Vapor Steam Cleaning Part of The Science of Safe Wine and Barrel Sanitation

Vapor Steam CleanerAmericans love wine. According to the Wine Institute, reds and whites consumed across the United States totaled 893 million gallons in 2014 — that’s an average of 2.80 gallons per person, per year. But it takes more than good grapes and a skilled vintner to ensure both traditional and cutting-edge wine blends are safe for human consumption: Here’s a quick look at the science of safe wine.

Risky Business

There are a number of factors which may impact the enjoyment and safety of wine. Yeast — specifically brettanomyces — is a common problem, since the production and bottling of wine creates the ideal growth environment.

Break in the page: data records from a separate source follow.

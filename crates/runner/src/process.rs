//! Process Runner
//!
//! Spawns one external command, captures stdout and stderr as two independent
//! streams, and reports completion. Reader tasks push bytes into a shared
//! buffer and signal a `Notify`; the owner drains on that signal instead of
//! polling on a timer.

use std::process::Stdio;
use std::sync::{Arc, Mutex, MutexGuard};
use std::time::Duration;

use async_trait::async_trait;
use tokio::io::{AsyncRead, AsyncReadExt};
use tokio::process::{Child, Command};
use tokio::sync::Notify;
use tokio::task::JoinHandle;

use coverage_panel_core::{CoreError, CoreResult};

use crate::decode::StreamDecoder;
use crate::models::{CommandSpec, ExitOutcome, OutputChunk, StreamKind};

/// Default bounded wait for the OS to reclaim a killed process
pub const DEFAULT_KILL_GRACE: Duration = Duration::from_secs(5);

/// How long capture continues once the process itself has exited
pub const EXIT_DRAIN_GRACE: Duration = Duration::from_millis(500);

const READ_BUFFER_SIZE: usize = 8 * 1024;

/// Starts processes.
///
/// The session depends on this trait rather than on tokio directly so tests
/// can substitute a runner that records invocations.
#[async_trait]
pub trait ProcessRunner: Send + Sync {
    /// Spawn `spec` with stdout and stderr captured.
    ///
    /// Fails immediately with `CoreError::Command` / `CoreError::NotFound`
    /// if the program cannot be launched.
    async fn start(&self, spec: &CommandSpec) -> CoreResult<Box<dyn RunningProcess>>;
}

/// Handle to one live (or finished) process.
#[async_trait]
pub trait RunningProcess: Send {
    /// OS process id, if known
    fn pid(&self) -> Option<u32>;

    /// Signalled whenever new output (or end-of-stream) is available.
    fn ready_signal(&self) -> Arc<Notify>;

    /// Non-blocking drain of whatever text arrived since the last call.
    fn read_incremental(&mut self) -> OutputChunk;

    /// Resolve when the process terminates naturally.
    ///
    /// Once this returns, the output written before exit is available through
    /// `read_incremental`; capture stops after a short drain window even if a
    /// background child still holds the pipes. Cancel-safe: dropping the future before it resolves
    /// leaves the handle usable.
    async fn wait_for_exit(&mut self) -> ExitOutcome;

    /// Forcibly terminate the process, then wait (bounded) for it to be
    /// reaped. Idempotent once the process has exited.
    async fn kill(&mut self);
}

/// Shared capture buffers written by the reader tasks.
#[derive(Debug, Default)]
struct CapturedStreams {
    stdout: StreamDecoder,
    stderr: StreamDecoder,
}

impl CapturedStreams {
    fn stream_mut(&mut self, kind: StreamKind) -> &mut StreamDecoder {
        match kind {
            StreamKind::Stdout => &mut self.stdout,
            StreamKind::Stderr => &mut self.stderr,
        }
    }
}

fn lock_streams(streams: &Mutex<CapturedStreams>) -> MutexGuard<'_, CapturedStreams> {
    // A reader task can only poison the lock by panicking mid-push; the
    // buffers are still consistent enough to read.
    streams.lock().unwrap_or_else(|poisoned| poisoned.into_inner())
}

/// Process runner backed by `tokio::process`.
#[derive(Debug, Clone)]
pub struct TokioProcessRunner {
    kill_grace: Duration,
}

impl TokioProcessRunner {
    pub fn new() -> Self {
        Self {
            kill_grace: DEFAULT_KILL_GRACE,
        }
    }

    /// Set how long `kill` waits for the OS to reclaim the process
    pub fn with_kill_grace(mut self, kill_grace: Duration) -> Self {
        self.kill_grace = kill_grace;
        self
    }

    /// Spawn and return the concrete handle.
    pub fn spawn(&self, spec: &CommandSpec) -> CoreResult<TokioProcess> {
        let mut cmd = Command::new(&spec.program);
        cmd.args(&spec.args)
            .current_dir(&spec.working_dir)
            .stdin(Stdio::null())
            .stdout(Stdio::piped())
            .stderr(Stdio::piped())
            .kill_on_drop(true);

        let mut child = cmd.spawn().map_err(|e| {
            if e.kind() == std::io::ErrorKind::NotFound {
                CoreError::not_found(format!(
                    "'{}' could not be launched: {}",
                    spec.program.display(),
                    e
                ))
            } else {
                CoreError::command(format!("Failed to spawn '{}': {}", spec.display(), e))
            }
        })?;

        let pid = child.id();
        tracing::debug!("[ProcessRunner] Spawned pid {:?}: {}", pid, spec.display());

        let streams = Arc::new(Mutex::new(CapturedStreams::default()));
        let ready = Arc::new(Notify::new());
        let mut readers = Vec::with_capacity(2);

        if let Some(stdout) = child.stdout.take() {
            readers.push(spawn_reader(
                stdout,
                StreamKind::Stdout,
                streams.clone(),
                ready.clone(),
            ));
        }
        if let Some(stderr) = child.stderr.take() {
            readers.push(spawn_reader(
                stderr,
                StreamKind::Stderr,
                streams.clone(),
                ready.clone(),
            ));
        }

        Ok(TokioProcess {
            child,
            pid,
            streams,
            ready,
            readers,
            exit: None,
            kill_grace: self.kill_grace,
        })
    }
}

impl Default for TokioProcessRunner {
    fn default() -> Self {
        Self::new()
    }
}

#[async_trait]
impl ProcessRunner for TokioProcessRunner {
    async fn start(&self, spec: &CommandSpec) -> CoreResult<Box<dyn RunningProcess>> {
        let process = self.spawn(spec)?;
        Ok(Box::new(process))
    }
}

/// Copy one pipe into the shared buffer until EOF.
///
/// Read errors end the stream like EOF does; partial capture is acceptable.
fn spawn_reader<R>(
    mut pipe: R,
    kind: StreamKind,
    streams: Arc<Mutex<CapturedStreams>>,
    ready: Arc<Notify>,
) -> JoinHandle<()>
where
    R: AsyncRead + Unpin + Send + 'static,
{
    tokio::spawn(async move {
        let mut buf = vec![0u8; READ_BUFFER_SIZE];
        loop {
            match pipe.read(&mut buf).await {
                Ok(0) => break,
                Ok(n) => {
                    lock_streams(&streams).stream_mut(kind).push(&buf[..n]);
                    ready.notify_one();
                }
                Err(e) => {
                    tracing::debug!("[ProcessRunner] {:?} read failed, closing: {}", kind, e);
                    break;
                }
            }
        }
        lock_streams(&streams).stream_mut(kind).finish();
        ready.notify_one();
    })
}

/// Handle to a process spawned by `TokioProcessRunner`
pub struct TokioProcess {
    child: Child,
    pid: Option<u32>,
    streams: Arc<Mutex<CapturedStreams>>,
    ready: Arc<Notify>,
    readers: Vec<JoinHandle<()>>,
    exit: Option<ExitOutcome>,
    kill_grace: Duration,
}

impl TokioProcess {
    /// Wait for the reader tasks to hit EOF.
    ///
    /// Handles are popped only after they complete, so cancelling this
    /// midway never polls a finished `JoinHandle` again.
    async fn join_readers(&mut self) {
        while let Some(handle) = self.readers.last_mut() {
            if let Err(e) = handle.await {
                tracing::debug!("[ProcessRunner] Reader task ended abnormally: {}", e);
            }
            self.readers.pop();
        }
    }

    /// Stop reading and flush whatever the decoders still hold back.
    fn close_capture(&mut self) {
        for handle in self.readers.drain(..) {
            handle.abort();
        }

        let mut guard = lock_streams(&self.streams);
        let streams = &mut *guard;
        for decoder in [&mut streams.stdout, &mut streams.stderr] {
            if !decoder.is_closed() {
                decoder.finish();
            }
        }
    }
}

#[async_trait]
impl RunningProcess for TokioProcess {
    fn pid(&self) -> Option<u32> {
        self.pid
    }

    fn ready_signal(&self) -> Arc<Notify> {
        self.ready.clone()
    }

    fn read_incremental(&mut self) -> OutputChunk {
        let mut streams = lock_streams(&self.streams);
        OutputChunk {
            stdout: streams.stdout.take_text(),
            stderr: streams.stderr.take_text(),
        }
    }

    async fn wait_for_exit(&mut self) -> ExitOutcome {
        if self.exit.is_none() {
            let outcome = match self.child.wait().await {
                Ok(status) => ExitOutcome::exited(status.code()),
                Err(e) => {
                    tracing::warn!("[ProcessRunner] Failed to wait for pid {:?}: {}", self.pid, e);
                    ExitOutcome::exited(None)
                }
            };
            self.exit = Some(outcome);
        }

        // A background child that inherited the pipes keeps them open past
        // our exit, so EOF is only awaited for a bounded window.
        if tokio::time::timeout(EXIT_DRAIN_GRACE, self.join_readers())
            .await
            .is_err()
        {
            tracing::debug!(
                "[ProcessRunner] pid {:?} exited with its pipes still open; closing capture",
                self.pid
            );
            self.close_capture();
        }

        self.exit.unwrap_or(ExitOutcome::exited(None))
    }

    async fn kill(&mut self) {
        if self.exit.is_some() {
            self.close_capture();
            return;
        }

        if let Err(e) = self.child.start_kill() {
            tracing::debug!("[ProcessRunner] start_kill on pid {:?}: {}", self.pid, e);
        }

        match tokio::time::timeout(self.kill_grace, self.child.wait()).await {
            Ok(Ok(status)) => {
                tracing::debug!("[ProcessRunner] Killed pid {:?} ({})", self.pid, status);
                self.exit = Some(ExitOutcome::killed(status.code()));
            }
            Ok(Err(e)) => {
                tracing::warn!("[ProcessRunner] Failed to reap pid {:?}: {}", self.pid, e);
                self.exit = Some(ExitOutcome::killed(None));
            }
            Err(_) => {
                tracing::warn!(
                    "[ProcessRunner] pid {:?} did not exit within {:?} of kill",
                    self.pid,
                    self.kill_grace
                );
            }
        }

        self.close_capture();
    }
}

impl Drop for TokioProcess {
    fn drop(&mut self) {
        // Prevent zombies if the owner never called kill/wait
        if self.exit.is_none() {
            let _ = self.child.start_kill();
        }
        for handle in self.readers.drain(..) {
            handle.abort();
        }
    }
}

While some “brett” characteristics are desirable and can make wines seem older than they are, growth is hard to control and too much of this year’s creates an undesirable “wine fault”. Volatile acidity (VA) is also a problem; if the concentration of steam distillable compounds such as acetic, lactic, formic or propionic acids exceeds 1.2g/l for red wine or 1.1g/l for white they cannot legally be sold in the United States and will develop a unique — and unpleasant — smell.


To ensure wine is both safe to drink and contains only the desired characteristics, one key area of concern for winemakers is barrel sanitation. This applies to unused barrels, those being stored after fermentation is complete and those being re-used for a new batch of wine. While there’s no standard barrel cleaning procedure, most vintners use similar techniques. As noted by Wines and Vines, for example, Jean Hoefliger of Alpha Omega winery starts with a high-pressure hot water rinse followed by a combination of cold and ozonated water. Dave Ramey of Matanzas Creek, meanwhile, is moving toward an overnight, cold-water soak followed by 2 seconds of SO2 gas. Unused barrels are then re-sulfured every six weeks.

There’s also emerging interest in techniques such as steam cleaning, which provide the same kind of high heat as hot water rinses along with the potential for high-pressure if the barrel’s bunghole is plugged during the process. Once the steam dislodged sticky tartrates and other biological films, winemakers can follow up with a cold water or ozone rinse.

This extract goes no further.